Named for the pride of Poseidon's loins, the album sounds to McVay like a "heavy, fuzzy blanket," while the 2018 EP "Repeater" included more improvisation and more synthesizers. "Longing to Be the Mountain" drew from both sound worlds. "We wanted to be as soft as we'd ever been, and loud and rock 'n' roll at the same time," he says. "So that was our dynamic record."

King Buffalo plans on releasing both an EP and an LP next. Each medium scratches its own itch. "I think you can get a little weirder on an EP," Donaldson says. "You can do what you want. It's a short release, where I think an LP needs to be a little more complete."
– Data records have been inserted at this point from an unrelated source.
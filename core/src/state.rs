//! Fetch lifecycle shared by the listing and detail screens.
//!
//! A screen owns a [`FetchSlot`]. Each mount (or identifier change) calls
//! [`FetchSlot::begin`], which hands out a [`Ticket`]; the spawned request
//! carries that ticket back with its result. Results whose ticket is no longer
//! the current one are dropped, so a slow response for a screen that has
//! already moved on never overwrites newer state.

use crate::error::Failure;

#[derive(Debug, Clone, Default, PartialEq)]
pub enum FetchState<T> {
    #[default]
    Idle,
    Loading,
    Success(T),
    Error(Failure),
}

impl<T> FetchState<T> {
    pub fn is_loading(&self) -> bool {
        matches!(self, FetchState::Loading)
    }

    pub fn value(&self) -> Option<&T> {
        match self {
            FetchState::Success(v) => Some(v),
            _ => None,
        }
    }

    pub fn failure(&self) -> Option<&Failure> {
        match self {
            FetchState::Error(f) => Some(f),
            _ => None,
        }
    }
}

#[derive(Debug, Clone, Copy, PartialEq, Eq, Hash)]
pub struct Ticket<K> {
    pub generation: u64,
    pub key: K,
}

#[derive(Debug, Clone)]
pub struct FetchSlot<K, T> {
    state: FetchState<T>,
    current: Option<Ticket<K>>,
    generation: u64,
}

impl<K, T> Default for FetchSlot<K, T> {
    fn default() -> Self {
        Self { state: FetchState::Idle, current: None, generation: 0 }
    }
}

impl<K: Copy + PartialEq, T> FetchSlot<K, T> {
    pub fn state(&self) -> &FetchState<T> {
        &self.state
    }

    pub fn state_mut(&mut self) -> &mut FetchState<T> {
        &mut self.state
    }

    /// Key of the fetch this slot is currently tracking.
    pub fn current_key(&self) -> Option<K> {
        self.current.map(|t| t.key)
    }

    pub fn begin(&mut self, key: K) -> Ticket<K> {
        self.generation += 1;
        let ticket = Ticket { generation: self.generation, key };
        self.current = Some(ticket);
        self.state = FetchState::Loading;
        ticket
    }

    /// Applies a result. Returns false when the ticket is stale or the slot is
    /// no longer loading.
    pub fn complete(&mut self, ticket: Ticket<K>, result: Result<T, Failure>) -> bool {
        if self.current != Some(ticket) || !self.state.is_loading() {
            return false;
        }
        self.state = match result {
            Ok(v) => FetchState::Success(v),
            Err(f) => FetchState::Error(f),
        };
        true
    }

    /// Puts the slot back to idle and invalidates any outstanding ticket.
    pub fn reset(&mut self) {
        self.generation += 1;
        self.current = None;
        self.state = FetchState::Idle;
    }
}
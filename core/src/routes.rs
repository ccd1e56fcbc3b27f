use std::fmt;

/// Navigation targets of the viewer.
#[derive(Debug, Clone, Copy, PartialEq, Eq, Default)]
pub enum Route {
    #[default]
    Listing,
    /// `/anime/:id`; `None` when the id segment is empty.
    Detail(Option<u32>),
    NotFound,
}

impl Route {
    pub fn parse(path: &str) -> Route {
        let path = path.trim();
        if path.is_empty() || path == "/" {
            return Route::Listing;
        }
        let trimmed = path.trim_end_matches('/');
        if let Some(rest) = trimmed.strip_prefix("/anime") {
            return match rest.strip_prefix('/') {
                None if rest.is_empty() => Route::Detail(None),
                None => Route::NotFound,
                Some(id) if !is_canonical_id(id) => Route::NotFound,
                Some(id) => id.parse::<u32>().map(|n| Route::Detail(Some(n))).unwrap_or(Route::NotFound),
            };
        }
        Route::NotFound
    }

    pub fn detail(id: u32) -> Route {
        Route::Detail(Some(id))
    }

    pub fn path(&self) -> String {
        match self {
            Route::Listing => "/".to_string(),
            Route::Detail(Some(id)) => format!("/anime/{}", id),
            Route::Detail(None) => "/anime/".to_string(),
            Route::NotFound => "/404".to_string(),
        }
    }
}

// Plain decimal digits without a sign or leading zeros.
fn is_canonical_id(id: &str) -> bool {
    !id.is_empty() && id.bytes().all(|b| b.is_ascii_digit()) && (id == "0" || !id.starts_with('0'))
}

impl fmt::Display for Route {
    fn fmt(&self, f: &mut fmt::Formatter<'_>) -> fmt::Result {
        f.write_str(&self.path())
    }
}
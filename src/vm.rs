//! Runtime machinery shared by the evaluator, path tracking and builtins.
//!
//! A `Program` is produced by `crate::compiler::compile`. Running it creates a
//! `Vm`, a copyable handle on the program, and returns an `Outputs` iterator
//! that pulls results lazily from the generator tree built by
//! `Vm::eval`.
//!
//! Variable, function, closure and label bindings live in `Env`, a persistent
//! cons list. Extending an environment never copies it, and a closure keeps
//! exactly the bindings that were visible where it was created. Lookups walk
//! the list, so their cost is the lexical slot number resolved at compile
//! time.

use std::iter;
use std::rc::Rc;

use crate::compiler::{CompiledExpr, CompiledFunc};
use crate::evaluator::RuntimeError;
use crate::utils::with_stack;
use crate::value::JValue;

/// User-function calls nested deeper than this raise an error.
pub(crate) const MAX_CALL_DEPTH: u32 = 100_000;

// ---------------------------------------------------------------------------
// Results and control transfer
// ---------------------------------------------------------------------------

/// Identity of one activation of `label $name`.
pub(crate) type LabelId = Rc<()>;

/// Non-value outcome of a generator step.
#[derive(Debug, Clone)]
pub(crate) enum Exn {
    /// A raised error carrying its error value.
    Error(JValue),
    /// `break $name` unwinding to the label activation it names.
    Break(LabelId),
}

impl Exn {
    pub(crate) fn msg(message: impl Into<String>) -> Self {
        Exn::Error(JValue::string(message.into()))
    }
}

pub(crate) type ValueResult = Result<JValue, Exn>;
pub(crate) type Results<'a> = Box<dyn Iterator<Item = ValueResult> + 'a>;

pub(crate) fn once<'a>(r: ValueResult) -> Results<'a> {
    Box::new(iter::once(r))
}

pub(crate) fn empty<'a>() -> Results<'a> {
    Box::new(iter::empty())
}

/// Continue with `f` on success, or yield the single error.
pub(crate) fn then<'a, T, U: 'a>(
    x: Result<T, Exn>,
    f: impl FnOnce(T) -> Box<dyn Iterator<Item = Result<U, Exn>> + 'a>,
) -> Box<dyn Iterator<Item = Result<U, Exn>> + 'a> {
    match x {
        Ok(x) => f(x),
        Err(e) => Box::new(iter::once(Err(e))),
    }
}

// ---------------------------------------------------------------------------
// Depth-first unfolding
// ---------------------------------------------------------------------------

/// One item of an unfolding frame.
pub(crate) enum Step<T> {
    /// Produce the item.
    Emit(T),
    /// Push the frame generated from the item.
    Descend(T),
}

pub(crate) type Frame<'a, T> = Box<dyn Iterator<Item = Result<Step<T>, Exn>> + 'a>;

/// Pre-order traversal driven by an explicit stack of frames, so deep
/// recursion (`recurse`, `while`, `until`, `..`) never grows the native stack.
pub(crate) struct Unfold<'a, T, F> {
    stack: Vec<Frame<'a, T>>,
    descend: F,
}

impl<'a, T, F> Unfold<'a, T, F>
where
    F: FnMut(T) -> Frame<'a, T>,
{
    pub(crate) fn new(root: Frame<'a, T>, descend: F) -> Self {
        Unfold {
            stack: vec![root],
            descend,
        }
    }
}

impl<'a, T, F> Iterator for Unfold<'a, T, F>
where
    F: FnMut(T) -> Frame<'a, T>,
{
    type Item = Result<T, Exn>;

    fn next(&mut self) -> Option<Self::Item> {
        loop {
            let top = self.stack.last_mut()?;
            match top.next() {
                Some(Ok(Step::Emit(item))) => return Some(Ok(item)),
                Some(Ok(Step::Descend(item))) => {
                    let frame = (self.descend)(item);
                    self.stack.push(frame);
                }
                Some(Err(e)) => return Some(Err(e)),
                None => {
                    self.stack.pop();
                }
            }
        }
    }
}

/// `[Emit(x), Descend(x)]`: emit an item, then visit what it expands to.
pub(crate) fn emit_then_descend<'a, T: Clone + 'a>(x: T) -> Frame<'a, T> {
    Box::new([Ok(Step::Emit(x.clone())), Ok(Step::Descend(x))].into_iter())
}

// ---------------------------------------------------------------------------
// Environment
// ---------------------------------------------------------------------------

/// One binding in the environment.
pub(crate) enum Bind<'a> {
    Var(JValue),
    /// A user function together with the environment it was defined in.
    Def {
        func: &'a CompiledFunc,
        env: Env<'a>,
    },
    /// A filter argument together with the caller's environment.
    Closure {
        expr: &'a CompiledExpr,
        env: Env<'a>,
    },
    Label(LabelId),
}

struct Node<'a> {
    bind: Bind<'a>,
    parent: Env<'a>,
}

/// Persistent cons list of bindings; slot 0 is the innermost binding.
#[derive(Clone, Default)]
pub(crate) struct Env<'a>(Option<Rc<Node<'a>>>);

impl<'a> Env<'a> {
    pub(crate) fn new() -> Self {
        Env(None)
    }

    pub(crate) fn push(&self, bind: Bind<'a>) -> Self {
        Env(Some(Rc::new(Node {
            bind,
            parent: self.clone(),
        })))
    }

    pub(crate) fn push_var(&self, value: JValue) -> Self {
        self.push(Bind::Var(value))
    }

    /// Binding at `slot`. Slots are resolved by the compiler, so a missing
    /// binding is an internal invariant violation.
    pub(crate) fn get(&self, slot: usize) -> &Bind<'a> {
        let mut node = self.0.as_deref();
        for _ in 0..slot {
            node = node.and_then(|n| n.parent.0.as_deref());
        }
        match node {
            Some(n) => &n.bind,
            None => panic!("BUG: environment slot {} out of range", slot),
        }
    }

    pub(crate) fn var(&self, slot: usize) -> JValue {
        match self.get(slot) {
            Bind::Var(v) => v.clone(),
            _ => panic!("BUG: slot {} is not a variable", slot),
        }
    }

    pub(crate) fn label(&self, slot: usize) -> LabelId {
        match self.get(slot) {
            Bind::Label(id) => id.clone(),
            _ => panic!("BUG: slot {} is not a label", slot),
        }
    }
}

impl Drop for Env<'_> {
    /// Unlink uniquely owned nodes iteratively; long chains from deep
    /// recursion would otherwise overflow the stack on drop.
    fn drop(&mut self) {
        let mut cur = self.0.take();
        while let Some(rc) = cur {
            match Rc::try_unwrap(rc) {
                Ok(mut node) => cur = node.parent.0.take(),
                Err(_) => break,
            }
        }
    }
}

// ---------------------------------------------------------------------------
// Program and VM handle
// ---------------------------------------------------------------------------

/// A compiled filter: the resolved expression tree plus its constant pool.
///
/// Immutable after compilation, so one program can be shared across threads
/// and run concurrently.
#[derive(Debug, Clone)]
pub struct Program {
    root: CompiledExpr,
    const_pool: Vec<JValue>,
}

impl Program {
    pub(crate) fn new(root: CompiledExpr, const_pool: Vec<JValue>) -> Self {
        Program { root, const_pool }
    }

    pub(crate) fn root(&self) -> &CompiledExpr {
        &self.root
    }

    pub fn const_pool(&self) -> &[JValue] {
        &self.const_pool
    }

    /// Run the program on `input`, producing outputs lazily.
    pub fn run(&self, input: JValue) -> Outputs<'_> {
        let vm = Vm { program: self, depth: 0 };
        Outputs {
            inner: vm.eval(self.root(), Env::new(), input),
            finished: false,
        }
    }
}

/// Copyable handle threaded through evaluation.
#[derive(Clone, Copy)]
pub(crate) struct Vm<'a> {
    program: &'a Program,
    /// User-function calls between the root and this point.
    depth: u32,
}

impl<'a> Vm<'a> {
    /// Handle for the body of a call to `func`.
    pub(crate) fn enter(self, func: &CompiledFunc) -> Result<Vm<'a>, Exn> {
        if self.depth >= MAX_CALL_DEPTH {
            return Err(Exn::msg(format!(
                "{}/{} exceeded the maximum call depth of {}",
                func.name, func.arity, MAX_CALL_DEPTH
            )));
        }
        Ok(Vm {
            depth: self.depth + 1,
            ..self
        })
    }

    #[inline]
    pub(crate) fn constant(&self, idx: u32) -> JValue {
        match self.program.const_pool.get(idx as usize) {
            Some(v) => v.clone(),
            None => panic!("BUG: constant {} out of range", idx),
        }
    }
}

/// Generator whose steps and drop run under `with_stack`, so chains of
/// nested user-function calls grow the stack instead of overflowing it.
pub(crate) struct Deep<I>(Option<I>);

impl<I> Deep<I> {
    pub(crate) fn new(inner: I) -> Self {
        Deep(Some(inner))
    }
}

impl<I: Iterator> Iterator for Deep<I> {
    type Item = I::Item;

    fn next(&mut self) -> Option<I::Item> {
        let inner = self.0.as_mut()?;
        with_stack(|| inner.next())
    }
}

impl<I> Drop for Deep<I> {
    fn drop(&mut self) {
        let inner = self.0.take();
        with_stack(move || drop(inner));
    }
}

/// Lazily produced filter outputs. The sequence ends after the first error.
pub struct Outputs<'a> {
    inner: Results<'a>,
    finished: bool,
}

impl Iterator for Outputs<'_> {
    type Item = Result<JValue, RuntimeError>;

    fn next(&mut self) -> Option<Self::Item> {
        if self.finished {
            return None;
        }
        match self.inner.next() {
            Some(Ok(v)) => Some(Ok(v)),
            Some(Err(exn)) => {
                self.finished = true;
                Some(Err(RuntimeError::from(exn)))
            }
            None => {
                self.finished = true;
                None
            }
        }
    }
}
//! Criterion benchmarks for the jqlite evaluator.
//!
//! `run` cases measure raw evaluation on already parsed values: no JSON
//! parsing and no rendering. The `end_to_end` group goes through
//! `evaluate`, text in and text out.
//!
//! Run:
//!   cargo bench
//!   cargo bench -- simple_path        # one group
//!   cargo bench -- realistic_workload # one group

use criterion::{black_box, criterion_group, criterion_main, BenchmarkId, Criterion};
use indexmap::IndexMap;
use jqlite::{evaluate, CompiledFilter, FilterOptions, JValue};

// ── Data builders ─────────────────────────────────────────────────────────────

/// Flat array of numbers: [0, 1, ..., n-1].
fn numeric_array(n: usize) -> JValue {
    (0..n).map(|i| JValue::from(i as f64)).collect()
}

/// Full e-commerce dataset: 100 products.
///
/// Each product: {id, name, category, price, inStock, rating, reviews, tags, vendor}.
fn ecommerce_100() -> JValue {
    let categories = ["Electronics", "Clothing", "Books", "Home"];
    let products: Vec<JValue> = (0..100_usize)
        .map(|i| {
            let tags: Vec<JValue> = (0..i % 5)
                .map(|j| JValue::string(format!("tag{j}")))
                .collect();

            let mut vendor = IndexMap::new();
            vendor.insert("name".to_string(), JValue::string(format!("Vendor {}", i % 10)));
            vendor.insert("rating".to_string(), JValue::from(4.0 + (i % 5) as f64 * 0.2));

            let mut p = IndexMap::new();
            p.insert("id".to_string(), JValue::from(i as f64));
            p.insert("name".to_string(), JValue::string(format!("Product {i}")));
            p.insert("category".to_string(), JValue::string(categories[i % 4]));
            p.insert("price".to_string(), JValue::from(10.0 + i as f64 * 5.5));
            p.insert("inStock".to_string(), JValue::Bool(i % 3 != 0));
            p.insert("rating".to_string(), JValue::from(3.0 + (i % 3) as f64 * 0.5));
            p.insert("reviews".to_string(), JValue::from((i * 2) as f64));
            p.insert("tags".to_string(), JValue::array(tags));
            p.insert("vendor".to_string(), JValue::object(vendor));
            JValue::object(p)
        })
        .collect();

    let mut root = IndexMap::new();
    root.insert("products".to_string(), JValue::array(products));
    JValue::object(root)
}

// ── Helper: run a filter to completion ────────────────────────────────────────

#[inline]
fn run_all(filter: &CompiledFilter, data: &JValue) -> usize {
    filter.run(data.clone()).map(|r| r.unwrap()).count()
}

fn compiled(src: &str) -> CompiledFilter {
    CompiledFilter::compile(src).unwrap()
}

// ── Bench groups ──────────────────────────────────────────────────────────────

fn bench_simple_paths(c: &mut Criterion) {
    let mut group = c.benchmark_group("simple_path");
    group.sample_size(300);

    let cases: &[(&str, &str, &str)] = &[
        ("field", ".name", r#"{"name":"Alice","age":30}"#),
        ("deep_path_5", ".a.b.c.d.e", r#"{"a":{"b":{"c":{"d":{"e":42}}}}}"#),
        ("arithmetic", ".price * .quantity", r#"{"price":10.5,"quantity":3}"#),
        ("optional_miss", ".a?.b?.c?", r#"{"a":1}"#),
    ];
    for (name, src, json) in cases {
        let filter = compiled(src);
        let data = JValue::from_json_str(json).unwrap();
        group.bench_function(*name, |b| {
            b.iter(|| black_box(run_all(black_box(&filter), black_box(&data))))
        });
    }

    group.finish();
}

fn bench_array_operations(c: &mut Criterion) {
    let mut group = c.benchmark_group("array_operations");

    for n in [100_usize, 1000, 10000] {
        let data = numeric_array(n);
        let sum = compiled("add");
        let max = compiled("max");
        let iterate = compiled(".[] | select(. % 2 == 0)");
        let sort = compiled("sort_by(-.)");
        group.bench_with_input(BenchmarkId::new("add", n), &data, |b, d| {
            b.iter(|| black_box(run_all(&sum, d)))
        });
        group.bench_with_input(BenchmarkId::new("max", n), &data, |b, d| {
            b.iter(|| black_box(run_all(&max, d)))
        });
        group.bench_with_input(BenchmarkId::new("iterate_select", n), &data, |b, d| {
            b.iter(|| black_box(run_all(&iterate, d)))
        });
        group.bench_with_input(BenchmarkId::new("sort_by", n), &data, |b, d| {
            b.iter(|| black_box(run_all(&sort, d)))
        });
    }

    group.finish();
}

fn bench_generators(c: &mut Criterion) {
    let mut group = c.benchmark_group("generators");

    let cases: &[(&str, &str)] = &[
        ("reduce_range_10k", "reduce range(10000) as $i (0; . + $i)"),
        ("foreach_range_10k", "[foreach range(10000) as $i (0; . + $i)] | length"),
        ("limit_infinite", "[limit(1000; repeat(. + 1))] | length"),
        ("first_of_infinite", "first(range(infinite) | select(. > 5000))"),
        ("recursive_fn", "def f: if . < 2 then . else (. - 1 | f) + (. - 2 | f) end; 15 | f"),
    ];
    for (name, src) in cases {
        let filter = compiled(src);
        let data = JValue::from(0i64);
        group.bench_function(*name, |b| b.iter(|| black_box(run_all(&filter, &data))));
    }

    group.finish();
}

fn bench_string_operations(c: &mut Criterion) {
    let mut group = c.benchmark_group("string_operations");
    let data = JValue::from_json_str(r#"{"s":"The quick brown fox jumps over the lazy dog","csv":"a,b,c,d,e,f"}"#)
        .unwrap();

    let cases: &[(&str, &str)] = &[
        ("interpolation", r#""[\(.s | length)] \(.s)""#),
        ("split_join", r#".csv | split(",") | join("-")"#),
        ("ascii_upcase", ".s | ascii_upcase"),
        ("test_regex", r#".s | test("f[aeiou]x")"#),
        ("gsub", r#".s | gsub("o"; "0")"#),
        ("format_csv", ".csv | split(\",\") | @csv"),
    ];
    for (name, src) in cases {
        let filter = compiled(src);
        group.bench_function(*name, |b| b.iter(|| black_box(run_all(&filter, &data))));
    }

    group.finish();
}

fn bench_realistic_workload(c: &mut Criterion) {
    let mut group = c.benchmark_group("realistic_workload");
    let data = ecommerce_100();

    let cases: &[(&str, &str)] = &[
        ("filter_by_category", r#"[.products[] | select(.category == "Electronics")]"#),
        ("price_stats", "[.products[].price] | {min: min, max: max, total: add}"),
        ("group_by_category", "[.products | group_by(.category)[] | {key: .[0].category, count: length}]"),
        ("top_rated", "[.products | sort_by(-.rating, .price)[:5][] | .name]"),
        ("update_prices", ".products[].price |= . * 1.1"),
        ("paths_of_numbers", "[paths(type == \"number\")] | length"),
        ("to_entries_roundtrip", ".products[0] | to_entries | from_entries"),
    ];
    for (name, src) in cases {
        let filter = compiled(src);
        group.bench_function(*name, |b| b.iter(|| black_box(run_all(&filter, &data))));
    }

    group.finish();
}

fn bench_end_to_end(c: &mut Criterion) {
    let mut group = c.benchmark_group("end_to_end");
    let json = ecommerce_100().to_json_string().unwrap();
    let all = FilterOptions::default().with_all_outputs(true);
    let pretty = FilterOptions::default().with_compact_output(false).with_sort_keys(true);

    group.bench_function("identity_compact", |b| {
        b.iter(|| black_box(evaluate(black_box(&json), ".", &FilterOptions::default()).unwrap()))
    });
    group.bench_function("identity_pretty_sorted", |b| {
        b.iter(|| black_box(evaluate(black_box(&json), ".", &pretty).unwrap()))
    });
    group.bench_function("all_names", |b| {
        b.iter(|| black_box(evaluate(black_box(&json), ".products[].name", &all).unwrap()))
    });
    group.bench_function("compile_only", |b| {
        b.iter(|| {
            black_box(CompiledFilter::compile(black_box(
                "def f(g): [.[] | g]; .products | f(select(.inStock) | {name, price}) | sort_by(.price)",
            ))
            .unwrap())
        })
    });

    group.finish();
}

criterion_group!(
    benches,
    bench_simple_paths,
    bench_array_operations,
    bench_generators,
    bench_string_operations,
    bench_realistic_workload,
    bench_end_to_end
);
criterion_main!(benches);
// Built-in function implementations
// Static (name, arity) table resolved at compile time, plus the native code behind it

use std::iter;

use indexmap::IndexMap;
use tracing::{debug, info};

use crate::compiler::CompiledExpr;
use crate::datetime;
use crate::evaluator::{add_values, cannot_iterate, index_value, iterate_values, last_output, recurse_values};
use crate::paths::{delpaths, getpath, limit_count, path_array, recurse_paths, setpath};
use crate::utils::{describe, excerpt};
use crate::value::JValue;
use crate::vm::{emit_then_descend, empty, once, then, Env, Exn, Frame, Results, Step, Unfold, ValueResult, Vm};

/// Unary math functions over numbers.
#[derive(Debug, Clone, Copy, PartialEq, Eq)]
pub(crate) enum Math {
    Floor,
    Ceil,
    Round,
    Trunc,
    Sqrt,
    Fabs,
    Log,
    Log2,
    Log10,
    Exp,
    Exp2,
    Exp10,
}

impl Math {
    fn apply(self, n: f64) -> f64 {
        match self {
            Math::Floor => n.floor(),
            Math::Ceil => n.ceil(),
            Math::Round => n.round(),
            Math::Trunc => n.trunc(),
            Math::Sqrt => n.sqrt(),
            Math::Fabs => n.abs(),
            Math::Log => n.ln(),
            Math::Log2 => n.log2(),
            Math::Log10 => n.log10(),
            Math::Exp => n.exp(),
            Math::Exp2 => n.exp2(),
            Math::Exp10 => 10f64.powf(n),
        }
    }
}

/// A native builtin. Several names may share one variant.
#[derive(Debug, Clone, Copy, PartialEq, Eq)]
pub(crate) enum Builtin {
    // Generators and control
    Empty,
    Error,
    ErrorWith,
    Not,
    Select,
    Recurse,
    RecurseWith,
    RecurseWhile,
    Range,
    RangeUpto,
    RangeBy,
    First,
    Last,
    FirstOf,
    LastOf,
    Nth,
    NthOf,
    Limit,
    Until,
    While,
    IsEmpty,
    Any,
    AnyOf,
    AnyWith,
    All,
    AllOf,
    AllWith,
    In,
    Inside,
    InSource,
    InSourceWith,
    Debug,
    DebugWith,
    Stderr,
    Builtins,

    // Type selectors
    Arrays,
    Objects,
    Iterables,
    Booleans,
    Numbers,
    Strings,
    Nulls,
    Scalars,
    Values,

    // Paths
    PathOf,
    Paths,
    PathsWith,
    LeafPaths,
    GetPath,
    SetPath,
    DelPaths,
    Del,
    Pick,
    MapValues,
    Walk,

    // Collections
    Length,
    Utf8ByteLength,
    Keys,
    KeysUnsorted,
    Has,
    Map,
    Add,
    AddOf,
    Reverse,
    Sort,
    SortBy,
    GroupBy,
    Unique,
    UniqueBy,
    Min,
    Max,
    MinBy,
    MaxBy,
    Contains,
    Indices,
    Index,
    RIndex,
    Flatten,
    FlattenDepth,
    ToEntries,
    FromEntries,
    WithEntries,
    Transpose,
    ToArray,

    // Types and conversion
    Type,
    ToString,
    ToNumber,
    ToJson,
    FromJson,

    // Numbers
    Math(Math),
    Abs,
    Pow,
    Infinite,
    Nan,
    IsInfinite,
    IsNan,
    IsNormal,

    // Strings
    AsciiDowncase,
    AsciiUpcase,
    Explode,
    Implode,
    LTrimStr,
    RTrimStr,
    Trim,
    LTrim,
    RTrim,
    StartsWith,
    EndsWith,
    Split,
    SplitRegex,
    Join,
    Test,
    TestWith,
    Match,
    MatchWith,
    Capture,
    CaptureWith,
    Scan,
    ScanWith,
    Splits,
    SplitsWith,
    Sub,
    SubWith,
    GSub,
    GSubWith,

    // Dates
    Now,
    ToDate,
    FromDate,
    StrFTime,
    StrPTime,
    GmTime,
    MkTime,
}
"I like EPs when it's a cohesive thought and it's meant to be an EP," McVay says. "I like it to be a snapshot, not just a collection of songs."

Talking to the band, you can get a sense of its perseverance, its dedication, and the musicians' mutual admiration for one another. It seems nothing could bring them down or prompt them to quit.

In the van, it's pretty boring, all three guys say. There are no alcohol or drug problems or emotional baggage that can derail a tour fairly quickly. "We're pretty quiet," McVay says. "Lots of talk radio. We go to bed early."

Though they come from this dirty little city along the mighty Genesee, a King Buffalo sighting in Rochester is becoming increasingly rare. When the band is home, and not recording or playing a gig, the guys like to go and see local favorites like Overhand Sam or False Pockets.

On first glance, the guys in King Buffalo don't seem like world travelers. But the band you'll see on the Bug Jar stage on Nov. 23 has played on the Italian island of Sardinia, been wowed by the mountains in Norway, and dealt with shady promoters — like one in Tulsa, Oklahoma, who came up short with the band's bread.

Reynolds remembers him well: "He tried to pay us in precious gems and CDs."